All further statutory references are to the Penal Code unless otherwise indicated.
Appellant was sentenced to a total of 90 years to life, as follows: 25 years to life on count 1, plus 25 years to life for the firearm enhancement; a consecutive term of 15 years to life on count 2, plus 25 years to life for the firearm enhancement. The sentence on count 3 was ordered to run concurrently with the other terms, and the sentence on count 4 was imposed and stayed pursuant to section 654.
On appeal, appellant contends that (1) the trial court's refusal to dismiss a juror was prejudicial error; (2) there was insufficient evidence to establish identity; and (3) the trial court erred when it refused to instruct the jury on voluntary manslaughter. We reject all of these contentions, and affirm.
FACTS
Prosecution
The Incident
On June 4, 2017, appellant was driving a purple Mercedes Benz, which had a large dent on the side, to his aunt's house. He had three passengers: Brijae Wilcher, Tabatha Hardison, and a man named "Chris." Appellant's aunt lived on the east side of Yaffa Street. Appellant parked across the street, and went to talk to his aunt while the others stayed in the car.
Anthony Evans lived on the west side of Yaffa Street. Evans noticed appellant's parked car in front of his driveway. He asked the occupants why they were parked there. Chris exited the car, and began arguing with Evans.

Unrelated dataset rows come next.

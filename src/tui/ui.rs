//! UI layout and rendering logic for the playground.

use ratatui::{
    layout::{Constraint, Direction, Layout, Rect},
    style::{Color, Modifier, Style},
    text::{Line, Span, Text},
    widgets::{Block, Borders, Clear, Paragraph, Wrap},
    Frame,
};
use std::time::Instant;
use unicode_width::UnicodeWidthStr;

use super::app::{App, CompletionItem, Popup};
use super::editor::EditorState;
use crate::assist::{Diagnostics, LanguageProfile};
use crate::catalog;
use crate::script::{self, lexer};
use crate::session::Outcome;

/// Render the main UI.
pub fn render_ui(frame: &mut Frame, app: &mut App) {
    let main_layout = Layout::default()
        .direction(Direction::Vertical)
        .constraints([
            Constraint::Min(5),    // Editor
            Constraint::Length(8), // Result pane
            Constraint::Length(1), // Status bar
        ])
        .split(frame.area());

    let (scroll, gutter) = render_editor(frame, app, main_layout[0]);
    render_result(frame, app, main_layout[1]);
    render_status_bar(frame, app, main_layout[2]);

    match &app.popup {
        Popup::Help => render_help_overlay(frame),
        Popup::Examples { selected } => render_examples_popup(frame, *selected),
        Popup::Completion { items, selected, .. } => {
            render_completion_popup(frame, app, items, *selected, main_layout[0], scroll, gutter);
        }
        Popup::None => {}
    }
}

/// Render the script buffer. Returns the scroll offset and gutter width
/// so popup anchoring can reuse them.
fn render_editor(frame: &mut Frame, app: &mut App, area: Rect) -> (usize, u16) {
    let inner_height = area.height.saturating_sub(2) as usize;
    let inner_width = area.width.saturating_sub(2);
    let scroll = app.editor.scroll_for(inner_height);

    let gutter: u16 = if app.show_line_numbers {
        let digits = app.editor.line_count().to_string().len().max(2);
        digits as u16 + 1
    } else {
        0
    };

    let flagged = flagged_lines(&app.editor);

    let mut rows = Vec::new();
    for (offset, line) in app.editor.lines().iter().skip(scroll).take(inner_height).enumerate() {
        let mut spans = Vec::new();
        if gutter > 0 {
            let number = scroll + offset + 1;
            let style = if flagged.contains(&number) {
                Style::default().fg(Color::Red)
            } else {
                Style::default().fg(Color::DarkGray)
            };
            spans.push(Span::styled(
                format!("{:>width$} ", number, width = gutter as usize - 1),
                style,
            ));
        }
        spans.extend(highlight_line(line, app.editor.language()));
        rows.push(Line::from(spans));
    }

    let paragraph = Paragraph::new(Text::from(rows))
        .block(Block::default().borders(Borders::ALL).title("Policy Script"));
    frame.render_widget(paragraph, area);

    // Place the terminal cursor at the buffer cursor.
    let line = &app.editor.lines()[app.editor.cursor_row];
    let col = line[..app.editor.cursor_col].width() as u16;
    let x = (area.x + 1 + gutter + col).min(area.x + inner_width);
    let y = area.y + 1 + (app.editor.cursor_row.saturating_sub(scroll)) as u16;
    frame.set_cursor_position((x, y));

    (scroll, gutter)
}

/// Line numbers flagged by the strict module profile. Empty while the
/// surface has diagnostics off, which is how the bridge configures it.
fn flagged_lines(editor: &EditorState) -> Vec<usize> {
    match editor.diagnostics() {
        Diagnostics::Off => Vec::new(),
        Diagnostics::Full => script::lint_module(&editor.source())
            .iter()
            .map(|note| note.line as usize)
            .collect(),
    }
}

/// Classify one line into styled spans: comments, strings, numbers,
/// keywords, everything else.
fn highlight_line<'a>(line: &'a str, profile: &LanguageProfile) -> Vec<Span<'a>> {
    let mut spans = Vec::new();
    let mut rest = line;

    while !rest.is_empty() {
        if rest.starts_with(profile.line_comment) {
            spans.push(Span::styled(rest, Style::default().fg(Color::DarkGray)));
            break;
        }
        let c = match rest.chars().next() {
            Some(c) => c,
            None => break,
        };
        if profile.string_quotes.contains(&c) {
            let len = string_len(rest, c);
            spans.push(Span::styled(&rest[..len], Style::default().fg(Color::Green)));
            rest = &rest[len..];
        } else if c.is_ascii_digit() {
            let len = number_len(rest);
            spans.push(Span::styled(&rest[..len], Style::default().fg(Color::Yellow)));
            rest = &rest[len..];
        } else if lexer::is_ident_start(c) {
            let len = rest
                .find(|ch: char| !lexer::is_ident_continue(ch))
                .unwrap_or(rest.len());
            let word = &rest[..len];
            let style = if profile.keywords.contains(&word) {
                Style::default().fg(Color::Magenta).add_modifier(Modifier::BOLD)
            } else {
                Style::default()
            };
            spans.push(Span::styled(word, style));
            rest = &rest[len..];
        } else {
            let len = c.len_utf8();
            spans.push(Span::styled(&rest[..len], Style::default()));
            rest = &rest[len..];
        }
    }
    spans
}

/// Byte length of a number literal starting at `text[0]`. The dot counts
/// only when a digit follows, as in the tokenizer, so `2.toSQL()` keeps
/// the dot outside the literal.
fn number_len(text: &str) -> usize {
    let bytes = text.as_bytes();
    let mut len = bytes.iter().take_while(|b| b.is_ascii_digit()).count();
    if bytes.get(len) == Some(&b'.') && bytes.get(len + 1).is_some_and(|b| b.is_ascii_digit()) {
        len += 1;
        len += bytes[len..].iter().take_while(|b| b.is_ascii_digit()).count();
    }
    len
}

/// Byte length of a string literal starting at `text[0]`, including both
/// quotes when the literal is closed on this line.
fn string_len(text: &str, quote: char) -> usize {
    let mut escaped = false;
    for (idx, c) in text.char_indices().skip(1) {
        if escaped {
            escaped = false;
        } else if c == '\\' {
            escaped = true;
        } else if c == quote {
            return idx + c.len_utf8();
        }
    }
    text.len()
}

/// Render the outcome of the latest run.
fn render_result(frame: &mut Frame, app: &App, area: Rect) {
    let (title, text, style) = match app.session.outcome() {
        Outcome::Idle => (
            "Result",
            "ctrl+r to run".to_string(),
            Style::default().fg(Color::DarkGray),
        ),
        Outcome::Running => (
            "Result",
            "running...".to_string(),
            Style::default().fg(Color::Yellow),
        ),
        Outcome::Succeeded { sql } => ("SQL", sql.clone(), Style::default().fg(Color::Green)),
        Outcome::Failed { message } => ("Error", message.clone(), Style::default().fg(Color::Red)),
    };

    let paragraph = Paragraph::new(text)
        .style(style)
        .block(Block::default().borders(Borders::ALL).title(title))
        .wrap(Wrap { trim: false });
    frame.render_widget(paragraph, area);
}

/// Render the status bar.
fn render_status_bar(frame: &mut Frame, app: &App, area: Rect) {
    let status = Paragraph::new(app.status_line(Instant::now()))
        .style(Style::default().bg(Color::DarkGray).fg(Color::White));
    frame.render_widget(status, area);
}

/// Render the help overlay.
fn render_help_overlay(frame: &mut Frame) {
    let popup_area = centered_rect(70, 70, frame.area());
    frame.render_widget(Clear, popup_area);

    let help_lines = vec![
        Line::from("Playground Help"),
        Line::from(""),
        Line::from("Running:"),
        Line::from("  Ctrl+R       - Run the script"),
        Line::from("  Ctrl+Y       - Copy the generated SQL"),
        Line::from(""),
        Line::from("Editing:"),
        Line::from("  Tab          - Complete at cursor (or indent)"),
        Line::from("  Ctrl+Space   - Complete at cursor"),
        Line::from("  Ctrl+E       - Load a bundled example"),
        Line::from(""),
        Line::from("Leaving:"),
        Line::from("  Ctrl+Q       - Quit"),
        Line::from("  Ctrl+C twice - Quit"),
        Line::from("  F1 / Esc     - Close this help"),
        Line::from(""),
        Line::from("Scripts end with `return policy(...).toSQL();`."),
    ];

    let help = Paragraph::new(Text::from(help_lines))
        .block(
            Block::default()
                .borders(Borders::ALL)
                .title("Help")
                .title_style(Style::default().fg(Color::Yellow).add_modifier(Modifier::BOLD)),
        )
        .wrap(Wrap { trim: true });
    frame.render_widget(help, popup_area);
}

/// Render the example picker.
fn render_examples_popup(frame: &mut Frame, selected: usize) {
    let popup_area = centered_rect(70, 60, frame.area());
    frame.render_widget(Clear, popup_area);

    let mut lines = Vec::new();
    for (idx, example) in catalog::all().iter().enumerate() {
        let marker = if idx == selected { "> " } else { "  " };
        let style = if idx == selected {
            Style::default().add_modifier(Modifier::REVERSED)
        } else {
            Style::default()
        };
        lines.push(Line::from(Span::styled(
            format!("{marker}{:<22} {}", example.name, example.title),
            style,
        )));
    }
    lines.push(Line::from(""));
    lines.push(Line::from(Span::styled(
        "enter load | esc close",
        Style::default().fg(Color::DarkGray),
    )));

    let list = Paragraph::new(Text::from(lines)).block(
        Block::default()
            .borders(Borders::ALL)
            .title("Examples")
            .title_style(Style::default().fg(Color::Cyan).add_modifier(Modifier::BOLD)),
    );
    frame.render_widget(list, popup_area);
}

/// Render the completion list anchored under the cursor.
fn render_completion_popup(
    frame: &mut Frame,
    app: &App,
    items: &[CompletionItem],
    selected: usize,
    editor_area: Rect,
    scroll: usize,
    gutter: u16,
) {
    let frame_area = frame.area();
    let visible = items.len().min(8);
    let max_width = frame_area.width.saturating_sub(4).max(16) as usize;
    let width = items
        .iter()
        .map(|item| item.label.width() + item.detail.width() + 3)
        .max()
        .unwrap_or(16)
        .clamp(16, max_width) as u16
        + 2;
    let height = visible as u16 + 2;

    let line = &app.editor.lines()[app.editor.cursor_row];
    let col = line[..app.editor.cursor_col].width() as u16;
    let cursor_x = editor_area.x + 1 + gutter + col;
    let cursor_y = editor_area.y + 1 + (app.editor.cursor_row.saturating_sub(scroll)) as u16;

    let x = cursor_x.min(frame_area.width.saturating_sub(width));
    let y = if cursor_y + 1 + height <= frame_area.height {
        cursor_y + 1
    } else {
        cursor_y.saturating_sub(height)
    };
    let popup_area = Rect::new(x, y, width, height).intersection(frame_area);
    if popup_area.width < 3 || popup_area.height < 3 {
        return;
    }
    frame.render_widget(Clear, popup_area);

    // Keep the selected row in the visible window.
    let first = if selected >= visible {
        selected + 1 - visible
    } else {
        0
    };
    let mut lines = Vec::new();
    for (idx, item) in items.iter().enumerate().skip(first).take(visible) {
        let style = if idx == selected {
            Style::default().add_modifier(Modifier::REVERSED)
        } else {
            Style::default()
        };
        lines.push(Line::from(vec![
            Span::styled(item.label.clone(), style.add_modifier(Modifier::BOLD)),
            Span::styled(format!("  {}", item.detail), style.fg(Color::DarkGray)),
        ]));
    }

    let popup = Paragraph::new(Text::from(lines))
        .block(Block::default().borders(Borders::ALL));
    frame.render_widget(popup, popup_area);
}

/// Helper function to create a centered rectangle.
fn centered_rect(percent_x: u16, percent_y: u16, r: Rect) -> Rect {
    let popup_layout = Layout::default()
        .direction(Direction::Vertical)
        .constraints([
            Constraint::Percentage((100 - percent_y) / 2),
            Constraint::Percentage(percent_y),
            Constraint::Percentage((100 - percent_y) / 2),
        ])
        .split(r);

    Layout::default()
        .direction(Direction::Horizontal)
        .constraints([
            Constraint::Percentage((100 - percent_x) / 2),
            Constraint::Percentage(percent_x),
            Constraint::Percentage((100 - percent_x) / 2),
        ])
        .split(popup_layout[1])[1]
}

Micah Riley's house was south of Evans's home. Riley and his cousin Trevor Jerome Anderson approached the arguing men. Evans told Riley the men in the car were trying to "jump" him. Riley assured Evans that he would not let that happen. Appellant returned to his car, and joined the argument between Chris, Anderson, and Riley. Riley and Anderson challenged appellant to a fight, but neither appellant nor Chris appeared eager to enter into a physical altercation.
Evans told Riley to go inside. When Riley refused, Evans went inside. Appellant's aunt came outside and told appellant to leave. Appellant pointed at Anderson and said either "I'll see you later," or "I'll be back." Appellant got in his car and drove away.
After appellant left, Riley obtained a gun. Anderson called his younger brother Andre and relayed what had happened. Andre came to Anderson's house and the two of them stood on the corner in front of Riley's house.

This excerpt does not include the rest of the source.